Indiana Becomes Latest State To Drug Test Welfare Recipients
Indiana now joins Minnesota and Kansas as the latest state to approve mandatory drug testing for state welfare recipients. State representatives voted 71-22 in favor of the bill last Tuesday, which will allow welfare recipients to be screened for drug abuse. They will also have their food stamp purchases limited to “nutritional items,” thereby likely banning candy and soda to be purchased with the government funds. Indiana residents who receive Temporary Assistance for Needy Families funding to take a questionnaire screening for substance abuse.
Not every state is on board with the practice, though. North Dakota and Virginia have rejected similar measures, while a Florida judge ruled that the state’s testing policy as unconstitutional. Judge Mary S. Scriven shot down the state’s policy last month and said that “the court finds there is no set of circumstances under which the warrantless, suspicionless drug testing at issue in this case could be constitutionally applied.”
Gov. Rick Scott, who put the law into place by arguing that the drug testing was necessary to protect taxpayers and families, said he would appeal the ruling. “Any illegal drug use in a family is harmful and even abusive to a child,” he said in a statement. “We should have a zero-tolerance policy for illegal drug use in families – especially those families who struggle to make ends meet and need welfare assistance to provide for their children.”

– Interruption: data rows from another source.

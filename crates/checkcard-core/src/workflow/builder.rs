//! Builder for creating and configuring Workflow instances.

use std::path::{Path, PathBuf};

use super::Workflow;
use crate::{
    error::{CheckcardError, FsResultExt, Result},
    registry::StepRegistry,
    store::{default_template_dir, CheckcardStore, PathResolver, ProjectPathResolver},
    validation::{ExternalSchema, LifecycleValidator, TaskListOptions, TaskListValidator},
};

/// Builder for creating and configuring Workflow instances.
#[derive(Default)]
pub struct WorkflowBuilder {
    project_root: Option<PathBuf>,
    template_dir: Option<PathBuf>,
    path_resolver: Option<Box<dyn PathResolver + Send + Sync>>,
    registry: Option<StepRegistry>,
    task_options: TaskListOptions,
    lifecycle: Option<LifecycleValidator>,
    external_schema: Option<Box<dyn ExternalSchema + Send + Sync>>,
}

impl WorkflowBuilder {
    /// Creates a new builder with default settings.
    pub fn new() -> Self {
        Self::default()
    }

    /// Sets the directory workflow instances are resolved against.
    ///
    /// If not specified, the current working directory is used.
    pub fn with_project_root<P: AsRef<Path>>(mut self, path: Option<P>) -> Self {
        if let Some(path) = path {
            self.project_root = Some(path.as_ref().to_path_buf());
        }
        self
    }

    /// Sets the shared template directory used when no instance is given.
    ///
    /// If not specified, uses XDG Base Directory specification:
    /// `$XDG_DATA_HOME/checkcard/templates` or
    /// `~/.local/share/checkcard/templates`
    pub fn with_template_dir<P: AsRef<Path>>(mut self, path: Option<P>) -> Self {
        if let Some(path) = path {
            self.template_dir = Some(path.as_ref().to_path_buf());
        }
        self
    }

    /// Replaces project-root based path resolution entirely. Project root
    /// and template directory are then ignored.
    pub fn with_path_resolver(mut self, resolver: impl PathResolver + Send + Sync + 'static) -> Self {
        self.path_resolver = Some(Box::new(resolver));
        self
    }

    /// Uses a custom step registry instead of the standard workflow.
    pub fn with_registry(mut self, registry: StepRegistry) -> Self {
        self.registry = Some(registry);
        self
    }

    pub fn with_task_options(mut self, options: TaskListOptions) -> Self {
        self.task_options = options;
        self
    }

    /// Uses a lifecycle validator with additional sub-event timestamps.
    pub fn with_lifecycle_validator(mut self, validator: LifecycleValidator) -> Self {
        self.lifecycle = Some(validator);
        self
    }

    /// Appends an external schema check to every record validation.
    pub fn with_external_schema(mut self, schema: impl ExternalSchema + Send + Sync + 'static) -> Self {
        self.external_schema = Some(Box::new(schema));
        self
    }

    /// Builds the configured workflow.
    ///
    /// # Errors
    ///
    /// Returns `CheckcardError::Configuration` if the phase band is zero,
    /// `CheckcardError::FileSystem` if the current directory cannot be
    /// determined, and `CheckcardError::XdgDirectory` if the default template
    /// directory cannot be created.
    pub fn build(self) -> Result<Workflow> {
        if self.task_options.phase_band == 0 {
            return Err(CheckcardError::Configuration {
                message: "Phase band must be at least 1".to_string(),
            });
        }

        let store = match self.path_resolver {
            Some(resolver) => CheckcardStore::new(resolver),
            None => {
                let project_root = match self.project_root {
                    Some(root) => root,
                    None => std::env::current_dir().fs_context(Path::new("."))?,
                };
                let template_dir = match self.template_dir {
                    Some(dir) => dir,
                    None => default_template_dir()?,
                };
                log::debug!(
                    "Resolving instances under {} with templates in {}",
                    project_root.display(),
                    template_dir.display()
                );
                CheckcardStore::new(ProjectPathResolver::new(project_root, template_dir))
            }
        };

        Ok(Workflow {
            registry: self.registry.unwrap_or_default(),
            store,
            lifecycle: self.lifecycle.unwrap_or_default(),
            tasks: TaskListValidator::new(self.task_options),
            external_schema: self.external_schema,
        })
    }
}
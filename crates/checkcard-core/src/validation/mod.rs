//! Checkcard validation.
//!
//! Three validators run over a candidate record and their findings are
//! merged into one [`ValidationReport`]:
//!
//! - [`StructuralValidator`]: required outputs and inputs, required values,
//!   nested structures and declared output types
//! - [`LifecycleValidator`]: status-specific rules and timestamp formats
//! - [`TaskListValidator`]: the task breakdown of task-list steps
//!
//! Errors are accumulated rather than short-circuited so an actor sees every
//! problem at once. Warnings never make a report invalid.

mod lifecycle;
mod structural;
mod tasks;
pub mod timestamp;

use std::fmt;

pub use lifecycle::LifecycleValidator;
use serde::Serialize;
use serde_json::Value;
pub use structural::StructuralValidator;
pub use tasks::{TaskListOptions, TaskListValidator, DEFAULT_PHASE_BAND};

use crate::error::{CheckcardError, Result};

/// Externally supplied validation, typically a JSON schema, applied to the
/// record's JSON form.
pub trait ExternalSchema {
    /// Violation messages; empty when the record conforms.
    fn validate(&self, record: &Value) -> Vec<String>;
}

/// Accumulated findings of one validation run.
#[derive(Debug, Clone, Default, PartialEq, Eq, Serialize)]
pub struct ValidationReport {
    pub errors: Vec<String>,
    pub warnings: Vec<String>,
}

impl ValidationReport {
    pub fn new() -> Self {
        Self::default()
    }

    pub fn error(&mut self, message: impl Into<String>) {
        self.errors.push(message.into());
    }

    pub fn warning(&mut self, message: impl Into<String>) {
        self.warnings.push(message.into());
    }

    /// Appends another report's findings after this one's. A message
    /// already present is not repeated.
    pub fn merge(&mut self, other: ValidationReport) {
        for error in other.errors {
            if !self.errors.contains(&error) {
                self.errors.push(error);
            }
        }
        for warning in other.warnings {
            if !self.warnings.contains(&warning) {
                self.warnings.push(warning);
            }
        }
    }

    pub fn is_valid(&self) -> bool {
        self.errors.is_empty()
    }

    /// Converts into the warnings on success or a
    /// [`CheckcardError::Validation`] carrying every error.
    ///
    /// # Errors
    ///
    /// Returns `CheckcardError::Validation` when any error was recorded.
    pub fn into_result(self) -> Result<Vec<String>> {
        if self.is_valid() {
            Ok(self.warnings)
        } else {
            Err(CheckcardError::validation(self.errors))
        }
    }
}

/// Name of a JSON value's kind, as used in error messages.
pub(crate) fn json_kind(value: &Value) -> &'static str {
    match value {
        Value::Null => "null",
        Value::Bool(_) => "boolean",
        Value::Number(_) => "number",
        Value::String(_) => "string",
        Value::Array(_) => "array",
        Value::Object(_) => "object",
    }
}

/// Short rendering of a value inside a message: strings bare, anything else
/// as JSON.
pub(crate) fn display_value(value: &Value) -> String {
    match value {
        Value::String(text) => text.clone(),
        other => other.to_string(),
    }
}

impl fmt::Display for ValidationReport {
    fn fmt(&self, f: &mut fmt::Formatter<'_>) -> fmt::Result {
        if self.is_valid() {
            writeln!(f, "Validation passed")?;
        } else {
            writeln!(f, "Validation failed with {} error(s):", self.errors.len())?;
            for (i, error) in self.errors.iter().enumerate() {
                writeln!(f, "  {}. {error}", i + 1)?;
            }
        }
        for warning in &self.warnings {
            writeln!(f, "  warning: {warning}")?;
        }
        Ok(())
    }
}

#[cfg(test)]
mod tests {
    use super::*;

    #[test]
    fn test_merge_keeps_order() {
        let mut first = ValidationReport::new();
        first.error("a");
        first.warning("w1");
        let mut second = ValidationReport::new();
        second.error("b");
        second.warning("w2");

        first.merge(second);
        assert_eq!(first.errors, vec!["a", "b"]);
        assert_eq!(first.warnings, vec!["w1", "w2"]);
    }

    #[test]
    fn test_merge_collapses_identical_findings() {
        let mut first = ValidationReport::new();
        first.error("same");
        let mut second = ValidationReport::new();
        second.error("same");
        second.error("other");

        first.merge(second);
        assert_eq!(first.errors, vec!["same", "other"]);
    }

    #[test]
    fn test_warnings_do_not_invalidate() {
        let mut report = ValidationReport::new();
        report.warning("careful");
        assert!(report.is_valid());
        assert_eq!(report.into_result().unwrap(), vec!["careful"]);
    }

    #[test]
    fn test_errors_become_validation_error() {
        let mut report = ValidationReport::new();
        report.error("one");
        report.error("two");
        let err = report.into_result().unwrap_err();
        assert_eq!(err.messages(), vec!["one", "two"]);
    }

    #[test]
    fn test_display_numbers_errors() {
        let mut report = ValidationReport::new();
        report.error("first");
        let text = report.to_string();
        assert!(text.contains("1 error(s)"));
        assert!(text.contains("1. first"));
    }
}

But even before the ruling, the welfare testing program had yielded minimal results. In April 2012, findings showed that only 108 out of 4,086 welfare applicants (2.6%) who were drug tested showed positive results. In addition, reimbursing the costs of the tests to welfare applicants who tested negative outweighed what the government would have disbursed to people who failed, ultimately costing the state $45,780.